Peintre, pastelliste et graveur, il s'illustre notamment dans le genre du portrait, l'art décoratif et l'orientalisme en usant d'une palette chromatique de large amplitude, des couleurs tendres au noir et blanc en passant par une polychromie chatoyante.
Son oeuvre placée sous le signe de la triade a inspiré aux commissaires un accrochage qui se dispense du didactisme chronologique pour privilégier une approche globale et sensible articulée autour ses trois répertoires dont la thématique transversale est celle de la figure féminine.
Albert Besnard officie tant pour des commandes publiques que privées.

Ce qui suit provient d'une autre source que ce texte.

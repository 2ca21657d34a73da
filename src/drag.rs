//! Drag and drop of face-up cards with the mouse.

use crate::board::Board;
use crate::card::{CardId, CardIds};
use crate::config::TABLEAU_CARD_V_OFFSET;
use crate::geometry::Point;
use crate::pile::PileId;

use smallvec::smallvec;
use tracing::debug;

#[derive(Debug, Clone)]
pub struct Drag {
    pub source: PileId,
    pub cards: CardIds,
    /// Offset from the pointer to the first picked card.
    pub grab: Point,
}

impl Board {
    /// Picks up the card under `at` together with the cards above it. Nothing is
    /// picked while cards are animating.
    pub fn mouse_down(&mut self, at: Point) -> bool {
        if self.drag.is_some() || !self.moving.is_idle() {
            return false;
        }
        let Some(card) = self.card_at(at) else {
            return false;
        };
        let picked = &self.cards[card];
        if !picked.is_faceup() {
            return false;
        }
        let source = picked.pile;
        let grab = picked.pos() - at;
        let cards: CardIds = match source {
            PileId::Stock => return false,
            PileId::Tableau(_) => self.pile(source).run_from(card),
            PileId::Waste | PileId::Foundation(_) => {
                if self.pile(source).top() != Some(card) {
                    return false;
                }
                smallvec![card]
            }
        };
        for &card in &cards {
            self.pile_mut(source).detach(card);
        }
        debug!(%source, cards = cards.len(), "drag started");
        self.drag = Some(Drag {
            source,
            cards,
            grab,
        });
        true
    }

    /// Moves the picked cards along with the pointer.
    pub fn mouse_move(&mut self, at: Point) -> bool {
        let Some(drag) = self.drag.as_ref() else {
            return false;
        };
        let origin = at + drag.grab;
        for (i, &card) in drag.cards.iter().enumerate() {
            self.cards[card].set_pos(origin + Point::new(0.0, i as f64 * TABLEAU_CARD_V_OFFSET));
        }
        true
    }

    /// Drops the picked cards. A legal drop is recorded as a move, anything else
    /// sends the cards back to where they came from.
    pub fn mouse_up(&mut self, at: Point) -> bool {
        let Some(drag) = self.drag.take() else {
            return false;
        };
        let target = self
            .drop_target(at)
            .filter(|&dest| dest != drag.source && self.can_drop(dest, &drag.cards));
        match target {
            Some(dest) => {
                debug!(source = %drag.source, %dest, "drop accepted");
                self.move_run(drag.source, drag.cards, dest);
                true
            }
            None => {
                debug!(source = %drag.source, "drop rejected");
                let step = self.config.step;
                self.relayout(drag.source, step);
                false
            }
        }
    }

    /// Abandons a drag in progress, if any.
    pub fn cancel_drag(&mut self) {
        if let Some(drag) = self.drag.take() {
            let step = self.config.step;
            self.relayout(drag.source, step);
        }
    }

    fn drop_target(&self, at: Point) -> Option<PileId> {
        PileId::foundations()
            .chain(PileId::tableaus())
            .find(|&id| self.pile(id).drop_area(self.config.card_size).contains(at))
    }

    fn can_drop(&self, dest: PileId, cards: &[CardId]) -> bool {
        let Some(&first) = cards.first() else {
            return false;
        };
        match dest {
            PileId::Foundation(_) => cards.len() == 1 && self.can_place_on_foundation(dest, first),
            PileId::Tableau(_) => self.can_place_on_tableau(dest, first),
            PileId::Stock | PileId::Waste => false,
        }
    }
}
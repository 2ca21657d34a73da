use crate::geometry::Point;
use crate::pile::PileId;

use anyhow::{Context, Result, bail};
use smallvec::SmallVec;
use std::fmt;

pub const MAX_RANK: u8 = 13;
pub const MAX_SUIT: u8 = 4;
pub const MAX_CARD: u8 = MAX_SUIT * MAX_RANK;

/// Fragment id of the card back inside the deck document.
pub const CARD_BACK: &str = "card-back";

const SUIT_IDS: [char; 4] = ['d', 'c', 'h', 's'];

// A remaining distance within this factor of the per-tick delta counts as arrived.
const ARRIVAL_TOLERANCE: f64 = 1.01;
const ARRIVAL_EPSILON: f64 = 1e-9;

/// Index of a card in the board's card arena.
pub type CardId = usize;

pub type CardIds = SmallVec<[CardId; 13]>;

/// Identity of a playing card: rank and suit packed as `suit * 13 + rank`.
#[derive(Debug, Clone, Copy, PartialEq, Eq, Hash, PartialOrd, Ord)]
pub struct Face(u8);

impl Face {
    pub fn new_with_id(id: u8) -> Self {
        Self(id % MAX_CARD)
    }

    /// `rank` is zero based (ace = 0), `suit` follows diamond, club, heart, spade.
    pub fn new_with_rank_suit(rank: u8, suit: u8) -> Self {
        Self(suit * MAX_RANK + rank)
    }

    /// Parses a deck fragment id such as `h5` or `s13`.
    pub fn parse(s: &str) -> Result<Self> {
        let mut chars = s.chars();
        let suit_char = chars
            .next()
            .with_context(|| format!("Invalid card '{s}'"))?;
        let suit = SUIT_IDS
            .iter()
            .position(|&c| c == suit_char.to_ascii_lowercase())
            .with_context(|| format!("Invalid suit at card '{s}'"))?;
        let value = chars
            .as_str()
            .parse::<u8>()
            .with_context(|| format!("Invalid value at card '{s}'"))?;
        if !(1..=MAX_RANK).contains(&value) {
            bail!("Card value out of range at card '{s}'");
        }
        Ok(Self::new_with_rank_suit(value - 1, suit as u8))
    }

    pub fn rank(&self) -> u8 {
        self.0 % MAX_RANK
    }

    /// Face value, 1 for an ace up to 13 for a king.
    pub fn value(&self) -> u8 {
        self.rank() + 1
    }

    pub fn suit(&self) -> u8 {
        self.0 / MAX_RANK
    }

    pub fn is_red(&self) -> bool {
        matches!(self.suit(), 0 | 2)
    }

    pub fn is_ace(&self) -> bool {
        self.rank() == 0
    }

    pub fn is_king(&self) -> bool {
        self.rank() == MAX_RANK - 1
    }
}

impl fmt::Display for Face {
    fn fmt(&self, f: &mut fmt::Formatter<'_>) -> fmt::Result {
        write!(f, "{}{}", SUIT_IDS[self.suit() as usize], self.value())
    }
}

/// Outcome of [`Card::move_to`].
#[derive(Debug, Clone, Copy, PartialEq, Eq)]
pub enum Motion {
    /// Reached the destination on the first step.
    Arrived,
    /// Started moving; the card must join the moving set.
    Started,
    /// Was already moving; only the destination changed.
    Retargeted,
}

/// A playing card on the table together with its animation state.
#[derive(Debug, Clone)]
pub struct Card {
    face: Face,
    faceup: bool,
    pos: Point,
    dest: Point,
    delta: Point,
    moving: bool,
    pub pile: PileId,
}

impl Card {
    pub fn new(face: Face, pile: PileId) -> Self {
        Self {
            face,
            faceup: false,
            pos: Point::ZERO,
            dest: Point::ZERO,
            delta: Point::ZERO,
            moving: false,
            pile,
        }
    }

    pub fn face(&self) -> Face {
        self.face
    }

    pub fn is_faceup(&self) -> bool {
        self.faceup
    }

    pub fn is_moving(&self) -> bool {
        self.moving
    }

    pub fn pos(&self) -> Point {
        self.pos
    }

    pub fn set_pos(&mut self, pos: Point) {
        self.pos = pos;
    }

    /// Returns whether the face changed.
    pub fn flip_card(&mut self, faceup: bool) -> bool {
        if self.faceup == faceup {
            return false;
        }
        self.faceup = faceup;
        true
    }

    /// Fragment reference of the visible side, e.g. `cards.svg#h5`.
    pub fn href(&self, deck: &str) -> String {
        if self.faceup {
            format!("{deck}#{}", self.face)
        } else {
            format!("{deck}#{CARD_BACK}")
        }
    }

    pub fn transform(&self) -> String {
        format!("translate({},{})", self.pos.x, self.pos.y)
    }

    /// Heads for `dest` in straight steps of about `step` length. The first step is
    /// taken immediately.
    pub fn move_to(&mut self, dest: Point, step: f64) -> Motion {
        self.dest = dest;
        let diff = dest - self.pos;
        let dist = diff.x.hypot(diff.y);
        let steps = if step > 0.0 {
            (dist / step).floor().max(1.0)
        } else {
            1.0
        };
        self.delta = Point::new(diff.x / steps, diff.y / steps);
        if self.moving {
            return Motion::Retargeted;
        }
        if self.update_display() {
            Motion::Started
        } else {
            Motion::Arrived
        }
    }

    /// Advances one step. Returns whether the card is still moving.
    pub fn update_display(&mut self) -> bool {
        let (x, arrived_x) = step_axis(self.pos.x, self.dest.x, self.delta.x);
        let (y, arrived_y) = step_axis(self.pos.y, self.dest.y, self.delta.y);
        self.pos = Point::new(x, y);
        self.moving = !(arrived_x && arrived_y);
        self.moving
    }
}

fn step_axis(pos: f64, dest: f64, delta: f64) -> (f64, bool) {
    let remaining = dest - pos;
    if remaining.abs() <= delta.abs() * ARRIVAL_TOLERANCE + ARRIVAL_EPSILON {
        (dest, true)
    } else {
        (pos + delta, false)
    }
}

#[cfg(test)]
mod tests {
    use super::*;

    use proptest::prelude::*;

    fn card_at(x: f64, y: f64) -> Card {
        let mut card = Card::new(Face::parse("h5").unwrap(), PileId::Stock);
        card.set_pos(Point::new(x, y));
        card
    }

    #[test]
    fn test_parse_face() {
        let face = Face::parse("h5").unwrap();
        assert_eq!(face.value(), 5);
        assert_eq!(face.suit(), 2);
        assert!(face.is_red());
        assert_eq!(face.to_string(), "h5");

        let king = Face::parse("s13").unwrap();
        assert!(king.is_king());
        assert!(!king.is_red());
        assert!(Face::parse("d1").unwrap().is_ace());

        assert!(Face::parse("x3").is_err());
        assert!(Face::parse("c14").is_err());
        assert!(Face::parse("c0").is_err());
        assert!(Face::parse("").is_err());
    }

    #[test]
    fn test_face_ids_are_unique() {
        let mut names: Vec<String> = (0..MAX_CARD)
            .map(|id| Face::new_with_id(id).to_string())
            .collect();
        names.sort();
        names.dedup();
        assert_eq!(names.len(), MAX_CARD as usize);
    }

    #[test]
    fn test_flip_card() {
        let mut card = card_at(0.0, 0.0);
        assert_eq!(card.href("deck.svg"), "deck.svg#card-back");
        assert!(card.flip_card(true));
        assert!(!card.flip_card(true));
        assert_eq!(card.href("deck.svg"), "deck.svg#h5");
    }

    #[test]
    fn test_move_in_steps_of_ten() {
        let mut card = card_at(0.0, 0.0);
        assert_eq!(card.move_to(Point::new(100.0, 0.0), 10.0), Motion::Started);
        assert_eq!(card.pos(), Point::new(10.0, 0.0));

        let mut expected = 10.0;
        while card.update_display() {
            expected += 10.0;
            assert_eq!(card.pos().y, 0.0);
            assert!((card.pos().x - expected).abs() < 1e-9);
        }
        assert_eq!(card.pos(), Point::new(100.0, 0.0));
        assert!(!card.is_moving());
    }

    #[test]
    fn test_move_to_current_position_arrives() {
        let mut card = card_at(40.0, 40.0);
        assert_eq!(card.move_to(Point::new(40.0, 40.0), 40.0), Motion::Arrived);
        assert!(!card.is_moving());
    }

    #[test]
    fn test_short_move_arrives_at_once() {
        let mut card = card_at(0.0, 0.0);
        assert_eq!(card.move_to(Point::new(3.0, 4.0), 40.0), Motion::Arrived);
        assert_eq!(card.pos(), Point::new(3.0, 4.0));
    }

    #[test]
    fn test_retarget_while_moving() {
        let mut card = card_at(0.0, 0.0);
        assert_eq!(card.move_to(Point::new(400.0, 0.0), 40.0), Motion::Started);
        assert_eq!(card.move_to(Point::new(0.0, 400.0), 40.0), Motion::Retargeted);
        while card.update_display() {}
        assert_eq!(card.pos(), Point::new(0.0, 400.0));
    }

    proptest! {
        #[test]
        fn prop_motion_terminates(
            sx in -2000.0..2000.0f64,
            sy in -2000.0..2000.0f64,
            dx in -2000.0..2000.0f64,
            dy in -2000.0..2000.0f64,
            step in 0.5..200.0f64,
        ) {
            let mut card = card_at(sx, sy);
            let dest = Point::new(dx, dy);
            let dist = (dx - sx).hypot(dy - sy);
            let bound = (dist / step).floor() as usize + 2;
            let mut ticks = 0;
            if card.move_to(dest, step) == Motion::Started {
                while card.update_display() {
                    ticks += 1;
                    prop_assert!(ticks <= bound);
                }
            }
            prop_assert_eq!(card.pos(), dest);
        }
    }
}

Commandes publiques en son temps, celui de l'âge d'or du décor peint, avec la décoration dans la grande tradition décorative des édifices publics, registre
dans lequel il excelle par son une flamboyance allégorique inédite.
Ainsi est-il l'auteur, entre autres, des "les Nymphes à la source" qui ornent le hall du Petit Palais et de "La Vérité entraînant les Sciences à sa suite répand sa lumière sur les hommes" du Salon des sciences de l'Hôtel de Ville de Paris dont des gros plans sont insérés dans les dalles du plafond lumineux.
Ces réalisations contribuent à une réputation qu'il se forge également dans son activité de portraitiste pour laquelle il se démarque de ses homologues par des cadrages inhabituels, une touche psychologique, une audace chromatique et la douceur du modelé qui caractérisent le portrait aimable à la Vigée-Lebrun qui en feront le peintre du Tout Paris de la IIIème République.
Ce style résulte de sa maîtrise du pastel qui
préside à l'élaboration de nombreux portraits de femmes restées anonymes réunis dans une galerie des pastels aux couleurs délicates qui témoigne d'une vision édulcorée et magnifiée, et cependant étonnamment sensuelle, de la beauté féminine, sous obédience hybridée du pré-raphaélisme et symbolisme, qu'il met en scène de manière allégorique dans ses "Fééries".
Sensualité toujours, mais moins éthérée, dans les toiles de veine orientaliste, saturées de couleurs exubérantes et de corps incarnés, qui traduisent ses visions rapportées de ses voyages en Algérie et en Inde avec les opulentes clientes du "Marchand de fruits à Madura" et la sarabande des porteuse d'eau de "Sur le pont de Trichinopoly".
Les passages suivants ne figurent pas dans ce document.